§ Requirement
Here are the records. Write out exactly the lines between the one holding "if let (Some(topic), Some(message))" and the one holding "builder = match", inclusive.

━━━━━ Dataset extract ━━━━━

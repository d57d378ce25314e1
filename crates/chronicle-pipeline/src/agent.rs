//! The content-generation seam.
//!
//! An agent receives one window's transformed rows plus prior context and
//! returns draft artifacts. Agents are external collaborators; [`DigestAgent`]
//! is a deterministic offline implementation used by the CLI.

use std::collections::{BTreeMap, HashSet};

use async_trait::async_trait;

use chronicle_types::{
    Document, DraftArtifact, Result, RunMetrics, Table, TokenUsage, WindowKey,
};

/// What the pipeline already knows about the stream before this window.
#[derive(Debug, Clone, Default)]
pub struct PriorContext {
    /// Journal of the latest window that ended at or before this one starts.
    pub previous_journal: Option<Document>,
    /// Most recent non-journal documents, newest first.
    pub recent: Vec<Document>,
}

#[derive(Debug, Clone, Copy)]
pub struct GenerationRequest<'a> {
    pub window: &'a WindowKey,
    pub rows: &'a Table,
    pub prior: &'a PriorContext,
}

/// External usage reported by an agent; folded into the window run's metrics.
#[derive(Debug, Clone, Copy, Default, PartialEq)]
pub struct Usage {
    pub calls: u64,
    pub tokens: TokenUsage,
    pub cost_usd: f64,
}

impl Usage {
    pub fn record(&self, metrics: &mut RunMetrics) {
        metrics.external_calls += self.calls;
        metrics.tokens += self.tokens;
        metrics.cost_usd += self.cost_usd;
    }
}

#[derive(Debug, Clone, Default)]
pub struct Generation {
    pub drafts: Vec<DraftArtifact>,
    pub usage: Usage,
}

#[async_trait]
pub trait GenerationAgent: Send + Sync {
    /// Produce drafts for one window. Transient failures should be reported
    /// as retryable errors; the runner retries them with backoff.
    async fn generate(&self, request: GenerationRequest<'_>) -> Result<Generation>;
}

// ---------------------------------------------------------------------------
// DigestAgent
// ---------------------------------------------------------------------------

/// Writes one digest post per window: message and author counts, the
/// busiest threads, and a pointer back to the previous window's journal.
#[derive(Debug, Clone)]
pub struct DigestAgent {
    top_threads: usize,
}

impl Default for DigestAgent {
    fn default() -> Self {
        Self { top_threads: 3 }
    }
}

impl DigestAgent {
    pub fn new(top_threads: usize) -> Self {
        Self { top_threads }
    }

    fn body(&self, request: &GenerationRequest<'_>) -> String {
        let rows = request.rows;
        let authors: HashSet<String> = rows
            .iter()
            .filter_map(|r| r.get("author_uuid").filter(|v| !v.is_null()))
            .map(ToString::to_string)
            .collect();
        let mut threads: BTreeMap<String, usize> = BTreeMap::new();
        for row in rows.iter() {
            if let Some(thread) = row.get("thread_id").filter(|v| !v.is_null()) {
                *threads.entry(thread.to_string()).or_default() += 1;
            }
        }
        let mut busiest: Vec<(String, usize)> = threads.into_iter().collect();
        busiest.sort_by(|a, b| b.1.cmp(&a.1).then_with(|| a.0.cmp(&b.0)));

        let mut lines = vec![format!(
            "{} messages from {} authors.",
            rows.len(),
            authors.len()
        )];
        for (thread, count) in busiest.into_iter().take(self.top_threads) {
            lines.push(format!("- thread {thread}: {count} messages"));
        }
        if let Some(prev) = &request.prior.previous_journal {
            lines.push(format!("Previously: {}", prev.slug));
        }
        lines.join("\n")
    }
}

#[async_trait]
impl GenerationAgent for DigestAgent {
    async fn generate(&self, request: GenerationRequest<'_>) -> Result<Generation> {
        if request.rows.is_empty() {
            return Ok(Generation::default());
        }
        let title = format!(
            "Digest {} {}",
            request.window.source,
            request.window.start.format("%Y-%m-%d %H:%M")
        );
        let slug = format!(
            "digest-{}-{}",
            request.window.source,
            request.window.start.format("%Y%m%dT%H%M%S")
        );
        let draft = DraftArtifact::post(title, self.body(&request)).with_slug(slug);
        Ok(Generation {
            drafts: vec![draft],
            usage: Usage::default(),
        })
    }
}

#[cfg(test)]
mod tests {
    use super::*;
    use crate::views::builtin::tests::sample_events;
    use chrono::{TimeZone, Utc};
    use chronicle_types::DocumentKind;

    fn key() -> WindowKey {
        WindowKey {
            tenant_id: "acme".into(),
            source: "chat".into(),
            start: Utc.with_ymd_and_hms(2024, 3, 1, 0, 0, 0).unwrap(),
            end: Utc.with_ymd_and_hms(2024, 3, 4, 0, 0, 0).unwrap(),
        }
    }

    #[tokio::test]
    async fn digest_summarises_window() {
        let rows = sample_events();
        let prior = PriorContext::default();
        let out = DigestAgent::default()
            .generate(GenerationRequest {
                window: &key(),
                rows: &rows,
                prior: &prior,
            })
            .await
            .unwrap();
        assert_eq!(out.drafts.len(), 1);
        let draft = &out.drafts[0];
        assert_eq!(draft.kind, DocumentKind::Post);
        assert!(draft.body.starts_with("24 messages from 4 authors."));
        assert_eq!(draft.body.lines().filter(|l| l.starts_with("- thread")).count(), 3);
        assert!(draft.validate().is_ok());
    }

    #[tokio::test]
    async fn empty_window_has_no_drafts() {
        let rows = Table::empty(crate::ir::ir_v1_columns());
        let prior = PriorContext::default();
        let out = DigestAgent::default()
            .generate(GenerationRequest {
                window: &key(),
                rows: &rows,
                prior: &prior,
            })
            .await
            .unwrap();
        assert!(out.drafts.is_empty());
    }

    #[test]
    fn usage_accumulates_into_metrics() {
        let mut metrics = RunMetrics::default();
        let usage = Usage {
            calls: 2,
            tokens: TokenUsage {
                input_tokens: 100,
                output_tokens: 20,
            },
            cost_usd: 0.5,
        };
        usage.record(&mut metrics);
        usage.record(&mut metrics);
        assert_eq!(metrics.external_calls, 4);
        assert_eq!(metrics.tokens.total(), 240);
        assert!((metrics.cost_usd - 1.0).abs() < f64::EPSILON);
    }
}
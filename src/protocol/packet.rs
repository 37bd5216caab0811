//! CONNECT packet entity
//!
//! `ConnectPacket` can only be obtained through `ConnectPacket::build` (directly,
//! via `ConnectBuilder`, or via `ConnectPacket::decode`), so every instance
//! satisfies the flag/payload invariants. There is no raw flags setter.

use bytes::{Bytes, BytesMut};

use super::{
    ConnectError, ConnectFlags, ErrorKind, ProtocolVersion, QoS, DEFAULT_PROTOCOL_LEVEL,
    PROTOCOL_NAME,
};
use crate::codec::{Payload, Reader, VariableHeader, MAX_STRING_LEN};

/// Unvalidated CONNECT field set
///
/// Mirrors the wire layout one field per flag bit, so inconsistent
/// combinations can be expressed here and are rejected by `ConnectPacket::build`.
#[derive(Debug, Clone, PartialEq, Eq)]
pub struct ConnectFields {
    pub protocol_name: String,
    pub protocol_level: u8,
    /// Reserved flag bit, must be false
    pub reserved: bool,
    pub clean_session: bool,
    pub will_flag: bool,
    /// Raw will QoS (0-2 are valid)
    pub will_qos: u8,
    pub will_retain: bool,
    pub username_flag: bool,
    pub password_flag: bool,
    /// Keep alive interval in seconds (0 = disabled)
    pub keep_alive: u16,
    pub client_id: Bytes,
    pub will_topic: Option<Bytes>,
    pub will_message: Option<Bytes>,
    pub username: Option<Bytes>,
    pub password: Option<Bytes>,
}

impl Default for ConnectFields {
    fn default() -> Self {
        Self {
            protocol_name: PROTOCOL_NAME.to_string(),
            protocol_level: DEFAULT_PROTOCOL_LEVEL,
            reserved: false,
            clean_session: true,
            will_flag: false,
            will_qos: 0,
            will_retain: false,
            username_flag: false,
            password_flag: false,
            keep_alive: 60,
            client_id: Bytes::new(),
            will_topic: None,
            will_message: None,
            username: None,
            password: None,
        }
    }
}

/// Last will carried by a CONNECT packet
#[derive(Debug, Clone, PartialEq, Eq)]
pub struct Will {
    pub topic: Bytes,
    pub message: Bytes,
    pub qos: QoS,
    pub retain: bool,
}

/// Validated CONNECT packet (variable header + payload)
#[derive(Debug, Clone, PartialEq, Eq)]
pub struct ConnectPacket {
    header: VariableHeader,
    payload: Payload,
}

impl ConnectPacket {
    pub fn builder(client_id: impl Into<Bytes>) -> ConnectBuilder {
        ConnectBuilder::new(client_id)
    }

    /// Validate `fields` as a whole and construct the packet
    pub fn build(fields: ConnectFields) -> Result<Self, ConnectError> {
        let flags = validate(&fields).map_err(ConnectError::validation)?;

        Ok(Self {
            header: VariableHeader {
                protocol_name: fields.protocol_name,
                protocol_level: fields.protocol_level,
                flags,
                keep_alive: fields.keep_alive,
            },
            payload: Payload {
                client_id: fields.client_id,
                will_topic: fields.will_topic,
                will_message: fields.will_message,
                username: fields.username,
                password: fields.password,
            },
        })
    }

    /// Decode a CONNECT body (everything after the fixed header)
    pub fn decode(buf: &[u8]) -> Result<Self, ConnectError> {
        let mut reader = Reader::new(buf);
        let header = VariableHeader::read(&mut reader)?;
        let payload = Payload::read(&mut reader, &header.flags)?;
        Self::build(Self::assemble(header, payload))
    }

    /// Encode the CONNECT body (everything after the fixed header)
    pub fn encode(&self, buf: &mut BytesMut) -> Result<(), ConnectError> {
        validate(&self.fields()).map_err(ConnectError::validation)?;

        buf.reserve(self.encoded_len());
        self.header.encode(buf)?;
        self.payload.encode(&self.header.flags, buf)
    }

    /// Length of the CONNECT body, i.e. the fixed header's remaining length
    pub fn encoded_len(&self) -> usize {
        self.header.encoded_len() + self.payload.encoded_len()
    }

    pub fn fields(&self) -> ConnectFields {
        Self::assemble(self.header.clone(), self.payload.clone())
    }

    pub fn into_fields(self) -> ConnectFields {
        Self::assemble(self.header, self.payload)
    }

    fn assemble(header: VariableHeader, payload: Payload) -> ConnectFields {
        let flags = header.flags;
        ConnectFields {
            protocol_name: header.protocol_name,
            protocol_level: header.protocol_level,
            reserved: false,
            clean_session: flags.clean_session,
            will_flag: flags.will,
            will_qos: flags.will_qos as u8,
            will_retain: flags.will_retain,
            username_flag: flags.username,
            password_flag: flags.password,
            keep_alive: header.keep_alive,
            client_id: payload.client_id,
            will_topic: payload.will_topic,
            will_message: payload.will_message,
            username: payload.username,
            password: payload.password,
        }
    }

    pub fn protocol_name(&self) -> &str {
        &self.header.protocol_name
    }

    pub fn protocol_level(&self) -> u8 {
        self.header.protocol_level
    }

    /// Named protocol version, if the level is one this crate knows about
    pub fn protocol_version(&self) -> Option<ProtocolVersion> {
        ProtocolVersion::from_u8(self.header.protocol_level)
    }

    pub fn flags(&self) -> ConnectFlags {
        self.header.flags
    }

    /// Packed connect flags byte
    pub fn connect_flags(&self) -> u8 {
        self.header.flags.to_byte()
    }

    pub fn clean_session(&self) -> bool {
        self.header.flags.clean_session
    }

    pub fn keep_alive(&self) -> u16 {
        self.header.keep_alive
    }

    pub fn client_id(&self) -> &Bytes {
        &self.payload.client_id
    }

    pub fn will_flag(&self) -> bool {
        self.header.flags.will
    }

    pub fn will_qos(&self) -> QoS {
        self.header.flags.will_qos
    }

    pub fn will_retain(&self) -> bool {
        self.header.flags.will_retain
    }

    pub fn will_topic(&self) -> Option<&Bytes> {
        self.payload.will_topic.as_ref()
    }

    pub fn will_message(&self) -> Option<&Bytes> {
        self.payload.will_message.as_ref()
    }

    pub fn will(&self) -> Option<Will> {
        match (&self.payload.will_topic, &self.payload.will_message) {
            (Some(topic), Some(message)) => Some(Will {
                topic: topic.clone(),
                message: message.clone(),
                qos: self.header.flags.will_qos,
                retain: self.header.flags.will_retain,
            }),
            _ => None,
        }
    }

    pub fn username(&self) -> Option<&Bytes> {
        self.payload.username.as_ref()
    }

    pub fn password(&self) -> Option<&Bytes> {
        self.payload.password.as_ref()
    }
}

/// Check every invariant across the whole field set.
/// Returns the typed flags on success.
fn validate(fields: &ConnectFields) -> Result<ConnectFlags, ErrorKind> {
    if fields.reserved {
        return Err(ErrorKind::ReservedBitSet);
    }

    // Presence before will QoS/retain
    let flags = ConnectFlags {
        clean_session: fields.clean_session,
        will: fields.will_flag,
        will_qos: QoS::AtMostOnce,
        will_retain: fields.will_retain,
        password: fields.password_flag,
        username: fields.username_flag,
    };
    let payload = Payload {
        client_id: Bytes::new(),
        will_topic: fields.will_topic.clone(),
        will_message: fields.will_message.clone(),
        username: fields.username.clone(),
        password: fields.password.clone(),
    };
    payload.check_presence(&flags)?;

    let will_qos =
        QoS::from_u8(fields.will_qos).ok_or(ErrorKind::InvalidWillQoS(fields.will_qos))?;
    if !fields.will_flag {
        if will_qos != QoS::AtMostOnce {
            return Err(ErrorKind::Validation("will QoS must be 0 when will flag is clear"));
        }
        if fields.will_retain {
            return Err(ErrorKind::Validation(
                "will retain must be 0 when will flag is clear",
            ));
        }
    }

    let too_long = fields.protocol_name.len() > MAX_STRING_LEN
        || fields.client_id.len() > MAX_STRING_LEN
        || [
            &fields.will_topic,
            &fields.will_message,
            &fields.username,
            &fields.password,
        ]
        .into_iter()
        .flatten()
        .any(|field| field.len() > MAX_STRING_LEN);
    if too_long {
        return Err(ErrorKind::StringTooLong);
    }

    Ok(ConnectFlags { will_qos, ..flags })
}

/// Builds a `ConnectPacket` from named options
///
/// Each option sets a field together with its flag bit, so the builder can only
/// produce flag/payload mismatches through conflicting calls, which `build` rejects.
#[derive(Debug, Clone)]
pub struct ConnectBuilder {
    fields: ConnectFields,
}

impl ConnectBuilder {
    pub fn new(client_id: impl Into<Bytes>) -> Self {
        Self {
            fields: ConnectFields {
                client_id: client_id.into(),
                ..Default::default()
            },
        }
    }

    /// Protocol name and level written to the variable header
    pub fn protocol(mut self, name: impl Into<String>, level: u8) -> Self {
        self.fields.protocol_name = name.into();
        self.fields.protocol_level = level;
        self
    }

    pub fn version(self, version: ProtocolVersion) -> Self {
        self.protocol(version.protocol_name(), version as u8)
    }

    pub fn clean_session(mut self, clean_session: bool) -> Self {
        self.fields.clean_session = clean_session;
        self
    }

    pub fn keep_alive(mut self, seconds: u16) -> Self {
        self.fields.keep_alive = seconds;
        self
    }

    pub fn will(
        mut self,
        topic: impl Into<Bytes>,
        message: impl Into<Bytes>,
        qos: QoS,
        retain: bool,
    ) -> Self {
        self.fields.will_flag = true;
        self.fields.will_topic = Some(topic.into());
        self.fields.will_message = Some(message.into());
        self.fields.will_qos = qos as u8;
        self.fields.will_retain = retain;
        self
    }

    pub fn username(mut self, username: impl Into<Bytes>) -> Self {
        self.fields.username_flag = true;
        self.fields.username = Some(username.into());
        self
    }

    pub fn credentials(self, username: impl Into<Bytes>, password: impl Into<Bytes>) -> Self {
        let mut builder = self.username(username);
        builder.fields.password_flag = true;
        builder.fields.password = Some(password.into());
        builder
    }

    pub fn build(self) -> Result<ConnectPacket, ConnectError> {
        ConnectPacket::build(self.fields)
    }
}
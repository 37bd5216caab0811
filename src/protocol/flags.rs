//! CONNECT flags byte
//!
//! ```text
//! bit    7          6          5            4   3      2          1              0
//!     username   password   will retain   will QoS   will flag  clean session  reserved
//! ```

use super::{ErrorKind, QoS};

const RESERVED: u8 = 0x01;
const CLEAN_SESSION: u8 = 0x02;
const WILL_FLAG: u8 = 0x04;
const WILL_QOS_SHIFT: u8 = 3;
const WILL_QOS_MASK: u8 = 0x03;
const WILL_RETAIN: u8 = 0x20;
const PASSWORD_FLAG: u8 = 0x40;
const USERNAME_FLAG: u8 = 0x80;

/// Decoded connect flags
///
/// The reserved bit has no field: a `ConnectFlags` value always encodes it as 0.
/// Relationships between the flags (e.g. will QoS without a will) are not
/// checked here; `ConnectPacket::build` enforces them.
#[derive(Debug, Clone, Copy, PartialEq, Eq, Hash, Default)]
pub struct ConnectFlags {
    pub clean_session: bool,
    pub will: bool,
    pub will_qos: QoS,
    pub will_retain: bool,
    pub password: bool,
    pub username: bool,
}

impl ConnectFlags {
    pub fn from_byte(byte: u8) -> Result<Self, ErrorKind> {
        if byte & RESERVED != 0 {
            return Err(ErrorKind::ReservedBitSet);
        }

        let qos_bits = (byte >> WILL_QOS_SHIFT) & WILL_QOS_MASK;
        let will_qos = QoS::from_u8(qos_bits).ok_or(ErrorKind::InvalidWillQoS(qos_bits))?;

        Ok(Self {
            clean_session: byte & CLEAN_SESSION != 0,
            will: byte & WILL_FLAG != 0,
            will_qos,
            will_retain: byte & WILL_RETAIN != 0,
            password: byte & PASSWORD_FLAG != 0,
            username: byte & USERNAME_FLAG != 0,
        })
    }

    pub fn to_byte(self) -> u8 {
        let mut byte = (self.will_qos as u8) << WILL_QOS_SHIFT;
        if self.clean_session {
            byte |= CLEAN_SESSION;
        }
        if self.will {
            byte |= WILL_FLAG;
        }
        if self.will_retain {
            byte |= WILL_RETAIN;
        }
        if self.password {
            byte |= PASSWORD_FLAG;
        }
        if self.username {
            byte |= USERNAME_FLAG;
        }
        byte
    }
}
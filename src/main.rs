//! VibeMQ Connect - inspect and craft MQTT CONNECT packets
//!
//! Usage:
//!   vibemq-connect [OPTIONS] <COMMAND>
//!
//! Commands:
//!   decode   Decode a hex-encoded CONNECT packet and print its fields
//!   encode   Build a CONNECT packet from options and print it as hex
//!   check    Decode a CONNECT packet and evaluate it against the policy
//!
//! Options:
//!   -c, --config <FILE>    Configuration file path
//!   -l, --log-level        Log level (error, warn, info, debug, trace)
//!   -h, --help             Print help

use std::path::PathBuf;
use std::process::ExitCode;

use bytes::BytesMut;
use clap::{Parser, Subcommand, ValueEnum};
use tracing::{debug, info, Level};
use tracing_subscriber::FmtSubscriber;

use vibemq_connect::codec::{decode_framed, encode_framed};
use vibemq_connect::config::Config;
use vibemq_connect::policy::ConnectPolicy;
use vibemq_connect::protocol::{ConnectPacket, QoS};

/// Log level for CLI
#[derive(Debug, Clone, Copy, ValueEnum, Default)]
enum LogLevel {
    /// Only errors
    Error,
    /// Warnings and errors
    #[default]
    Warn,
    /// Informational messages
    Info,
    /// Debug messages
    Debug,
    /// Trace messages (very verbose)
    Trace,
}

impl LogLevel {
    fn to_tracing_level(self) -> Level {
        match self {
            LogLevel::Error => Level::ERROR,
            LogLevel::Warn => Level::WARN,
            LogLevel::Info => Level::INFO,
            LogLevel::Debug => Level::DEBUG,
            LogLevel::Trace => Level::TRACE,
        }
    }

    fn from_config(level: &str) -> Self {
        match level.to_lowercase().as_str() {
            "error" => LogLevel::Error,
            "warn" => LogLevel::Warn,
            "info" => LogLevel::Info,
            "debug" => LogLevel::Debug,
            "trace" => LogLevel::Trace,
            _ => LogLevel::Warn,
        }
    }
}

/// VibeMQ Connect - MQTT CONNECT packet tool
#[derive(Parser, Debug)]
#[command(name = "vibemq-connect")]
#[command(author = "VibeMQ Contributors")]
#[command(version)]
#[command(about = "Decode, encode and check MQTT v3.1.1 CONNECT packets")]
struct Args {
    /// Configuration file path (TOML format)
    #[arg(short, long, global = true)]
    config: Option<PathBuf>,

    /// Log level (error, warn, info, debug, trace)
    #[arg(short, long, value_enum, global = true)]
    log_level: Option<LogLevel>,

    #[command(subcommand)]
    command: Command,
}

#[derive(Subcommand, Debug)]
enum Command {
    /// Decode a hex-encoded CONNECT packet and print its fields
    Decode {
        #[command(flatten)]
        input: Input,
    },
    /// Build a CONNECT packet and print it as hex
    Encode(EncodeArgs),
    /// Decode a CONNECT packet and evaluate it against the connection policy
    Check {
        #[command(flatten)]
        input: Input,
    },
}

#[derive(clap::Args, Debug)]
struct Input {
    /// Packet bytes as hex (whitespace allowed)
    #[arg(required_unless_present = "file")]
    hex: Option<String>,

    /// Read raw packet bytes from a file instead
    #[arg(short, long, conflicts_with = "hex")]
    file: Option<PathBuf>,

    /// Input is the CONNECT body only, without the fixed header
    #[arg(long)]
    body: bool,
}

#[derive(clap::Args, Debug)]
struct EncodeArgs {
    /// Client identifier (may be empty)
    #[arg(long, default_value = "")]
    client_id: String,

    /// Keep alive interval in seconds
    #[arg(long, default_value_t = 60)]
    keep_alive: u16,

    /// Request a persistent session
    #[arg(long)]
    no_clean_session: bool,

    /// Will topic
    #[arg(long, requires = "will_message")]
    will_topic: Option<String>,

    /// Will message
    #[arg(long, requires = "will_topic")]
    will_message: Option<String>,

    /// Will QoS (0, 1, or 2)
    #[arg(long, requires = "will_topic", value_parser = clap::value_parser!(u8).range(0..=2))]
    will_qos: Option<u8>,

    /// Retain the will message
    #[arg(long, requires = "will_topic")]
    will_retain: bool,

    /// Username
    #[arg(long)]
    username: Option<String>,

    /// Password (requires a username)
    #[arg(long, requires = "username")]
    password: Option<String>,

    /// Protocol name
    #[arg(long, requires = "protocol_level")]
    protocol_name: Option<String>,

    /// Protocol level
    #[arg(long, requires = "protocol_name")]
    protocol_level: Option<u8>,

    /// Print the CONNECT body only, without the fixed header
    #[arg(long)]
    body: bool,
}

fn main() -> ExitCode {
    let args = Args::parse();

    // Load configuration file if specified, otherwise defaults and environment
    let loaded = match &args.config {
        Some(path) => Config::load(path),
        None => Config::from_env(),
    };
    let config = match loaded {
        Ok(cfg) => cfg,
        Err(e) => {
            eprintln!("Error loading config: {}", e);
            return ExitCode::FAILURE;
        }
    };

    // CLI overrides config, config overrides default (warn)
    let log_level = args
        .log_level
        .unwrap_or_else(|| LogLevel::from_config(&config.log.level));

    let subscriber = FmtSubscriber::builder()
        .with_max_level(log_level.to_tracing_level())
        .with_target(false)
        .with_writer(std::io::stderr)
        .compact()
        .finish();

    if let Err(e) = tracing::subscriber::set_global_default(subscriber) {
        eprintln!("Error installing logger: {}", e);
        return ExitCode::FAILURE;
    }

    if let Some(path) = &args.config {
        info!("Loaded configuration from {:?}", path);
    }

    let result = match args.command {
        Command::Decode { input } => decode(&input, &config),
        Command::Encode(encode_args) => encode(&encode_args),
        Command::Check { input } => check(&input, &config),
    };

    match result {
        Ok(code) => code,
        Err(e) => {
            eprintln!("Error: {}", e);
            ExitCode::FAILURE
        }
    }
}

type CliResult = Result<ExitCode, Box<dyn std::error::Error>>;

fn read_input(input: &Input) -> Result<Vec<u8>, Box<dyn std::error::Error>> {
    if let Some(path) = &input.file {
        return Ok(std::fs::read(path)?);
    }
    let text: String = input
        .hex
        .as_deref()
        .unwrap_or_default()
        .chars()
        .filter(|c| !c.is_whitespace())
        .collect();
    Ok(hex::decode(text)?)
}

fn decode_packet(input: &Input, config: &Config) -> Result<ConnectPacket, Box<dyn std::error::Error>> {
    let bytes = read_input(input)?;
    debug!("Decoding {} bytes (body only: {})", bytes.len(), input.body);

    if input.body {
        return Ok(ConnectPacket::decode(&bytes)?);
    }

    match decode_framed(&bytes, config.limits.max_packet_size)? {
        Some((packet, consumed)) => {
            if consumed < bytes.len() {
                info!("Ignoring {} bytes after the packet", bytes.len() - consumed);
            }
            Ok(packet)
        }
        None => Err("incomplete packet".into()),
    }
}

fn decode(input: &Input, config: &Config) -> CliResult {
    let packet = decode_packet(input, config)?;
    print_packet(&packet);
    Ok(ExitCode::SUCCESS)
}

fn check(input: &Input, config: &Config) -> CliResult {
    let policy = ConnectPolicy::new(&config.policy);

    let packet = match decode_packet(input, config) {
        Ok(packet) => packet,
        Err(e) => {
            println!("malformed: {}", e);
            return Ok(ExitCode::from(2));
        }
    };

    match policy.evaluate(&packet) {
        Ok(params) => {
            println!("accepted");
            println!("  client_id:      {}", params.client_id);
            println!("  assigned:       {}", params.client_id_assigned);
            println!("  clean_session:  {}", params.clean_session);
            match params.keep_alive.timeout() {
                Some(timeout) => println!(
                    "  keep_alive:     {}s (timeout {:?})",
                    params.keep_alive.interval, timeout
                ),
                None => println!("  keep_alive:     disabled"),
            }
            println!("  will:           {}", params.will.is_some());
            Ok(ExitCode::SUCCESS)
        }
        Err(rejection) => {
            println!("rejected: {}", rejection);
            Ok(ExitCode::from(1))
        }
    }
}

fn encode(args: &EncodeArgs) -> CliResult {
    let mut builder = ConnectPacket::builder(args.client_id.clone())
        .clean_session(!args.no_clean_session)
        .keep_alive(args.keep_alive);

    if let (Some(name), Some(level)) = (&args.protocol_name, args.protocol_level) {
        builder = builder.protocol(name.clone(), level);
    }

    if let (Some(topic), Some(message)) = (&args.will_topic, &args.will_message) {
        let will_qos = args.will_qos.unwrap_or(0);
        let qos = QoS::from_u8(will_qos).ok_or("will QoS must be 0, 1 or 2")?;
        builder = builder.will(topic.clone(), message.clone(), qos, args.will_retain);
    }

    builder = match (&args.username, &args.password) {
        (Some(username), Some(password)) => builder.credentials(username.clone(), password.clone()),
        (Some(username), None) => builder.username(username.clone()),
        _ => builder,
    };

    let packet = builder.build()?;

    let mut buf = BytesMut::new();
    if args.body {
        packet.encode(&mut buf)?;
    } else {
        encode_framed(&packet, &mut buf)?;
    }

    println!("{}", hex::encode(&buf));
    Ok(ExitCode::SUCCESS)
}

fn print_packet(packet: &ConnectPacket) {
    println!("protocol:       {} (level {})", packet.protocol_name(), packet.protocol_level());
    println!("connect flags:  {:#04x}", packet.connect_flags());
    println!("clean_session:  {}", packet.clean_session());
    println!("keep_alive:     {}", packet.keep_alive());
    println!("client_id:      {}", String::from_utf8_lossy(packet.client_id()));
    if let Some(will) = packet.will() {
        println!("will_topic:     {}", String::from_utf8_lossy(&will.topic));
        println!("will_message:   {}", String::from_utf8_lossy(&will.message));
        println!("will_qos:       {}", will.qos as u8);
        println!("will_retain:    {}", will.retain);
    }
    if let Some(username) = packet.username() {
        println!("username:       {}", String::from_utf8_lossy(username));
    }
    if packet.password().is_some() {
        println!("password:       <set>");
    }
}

━━━━━

§ Answer section
    if let (Some(topic), Some(message)) = (&args.will_topic, &args.will_message) {
        let will_qos = args.will_qos.unwrap_or(0);
        let qos = QoS::from_u8(will_qos).ok_or("will QoS must be 0, 1 or 2")?;
        builder = builder.will(topic.clone(), message.clone(), qos, args.will_retain);
    }

    builder = match (&args.username, &args.password) {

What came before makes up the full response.